Observation: The Holy Spirit regenerates sinners; man (including Dr. Page) does not win people to Christ. What does he mean 'to share Jesus together'? This is a very vague statement for it to be what it's all about.
Dr. Eric Hankins, Sr. Pastor: He wanted to create this document to call all southern Baptists together around the gospel. He recognized real, distinct differences that put us on different sides of the theological fence, but wanted to partner together for the cause of Christ and the announcement of the gospel all around the world.
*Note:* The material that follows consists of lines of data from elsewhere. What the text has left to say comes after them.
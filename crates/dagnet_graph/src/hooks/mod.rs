//! Lifecycle hooks for forward passes.
//!
//! Hooks let plugins observe a [`GraphExecutor`](crate::executor::GraphExecutor)
//! without changing what it computes: logging, timing, counting node runs.
//!
//! # Design Principles
//!
//! - Hooks execute synchronously, in registration order
//! - Hooks observe; they cannot alter payloads or results
//! - Each hook subscribes to a set of [`EventKind`]s
//!
//! # Architecture
//!
//! - **Events** ([`events`]): the `GraphEvent` enum carrying context to hooks
//! - **API** ([`api`]): registration and invocation
//!
//! # Example
//!
//! ```
//! use std::sync::Arc;
//! use dagnet_graph::hooks::{EventKind, GraphEvent, HooksAPI};
//! use dagnet_graph::GraphExecutor;
//!
//! let hooks = Arc::new(HooksAPI::new());
//! hooks.register_observer("failures", &[EventKind::GraphFailure], |event: &GraphEvent<'_>| {
//!     if let GraphEvent::GraphFailure { error } = event {
//!         eprintln!("forward pass failed: {error}");
//!     }
//! })?;
//!
//! let executor = GraphExecutor::new().with_hooks(hooks);
//! # let _ = executor;
//! # Ok::<(), dagnet_graph::hooks::HookRegistrationError>(())
//! ```

pub mod api;
pub mod events;

pub use api::{HookRegistrationError, HooksAPI};
pub use events::{EventKind, GraphEvent};
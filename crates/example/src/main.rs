//! Runs the naive inception module on a synthetic feature vector.
//!
//! # Usage
//!
//! ```bash
//! inception [features]
//! ```
//!
//! `features` is the input length (default 8). Filter directives are read
//! from `DAGNET_LOG`, e.g. `DAGNET_LOG=dagnet::events=trace`.

use std::sync::Arc;

use dagnet_core_plugins::{EventLogger, TracingConfig, TracingFormat};
use dagnet_graph::GraphExecutor;
use dagnet_graph::hooks::HooksAPI;
use example::{default_branches, inception_module};
use tracing::Level;

fn main() {
    let mut logging = TracingConfig::new()
        .with_level(Level::INFO)
        .with_format(TracingFormat::Compact);
    if let Ok(directive) = std::env::var("DAGNET_LOG") {
        logging = logging.with_env_filter(directive);
    }
    logging.init();

    let features = match std::env::args().nth(1).map(|arg| arg.parse::<usize>()) {
        None => 8,
        Some(Ok(n)) => n,
        Some(Err(e)) => {
            tracing::error!(error = %e, "feature count must be a non-negative integer");
            std::process::exit(1);
        }
    };

    let hooks = Arc::new(HooksAPI::new());
    if let Err(e) = EventLogger::new().register(&hooks) {
        tracing::error!(error = %e, "could not register event logger");
        std::process::exit(1);
    }
    let executor = GraphExecutor::new().with_hooks(hooks);

    let mut graph = match inception_module(default_branches()) {
        Ok(graph) => graph,
        Err(e) => {
            tracing::error!(error = %e, "invalid inception graph");
            std::process::exit(1);
        }
    };

    let input: Vec<f32> = (0..features)
        .map(|i| i as f32 / features.max(1) as f32 - 0.5)
        .collect();

    match executor.execute(&mut graph, vec![input]) {
        Ok(output) => {
            let features = output.into_vec().into_iter().flatten().flatten().collect::<Vec<_>>();
            tracing::info!(len = features.len(), ?features, "inception output");
        }
        Err(e) => {
            tracing::error!(error = %e, "forward pass failed");
            std::process::exit(1);
        }
    }
}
He also wanted to create this document that allows us to share theological differences, but that the rhetoric wasn't so harsh--to begin to love one another, to grant one another liberty in the positions that we hold theologically and to cut out the meanness so that the gospel is not obscured and our partnership together is not harmed. "Be serious about theology because it is critical to doing good evangelism--knowing what you believe and why you believe it & holding those things deeply."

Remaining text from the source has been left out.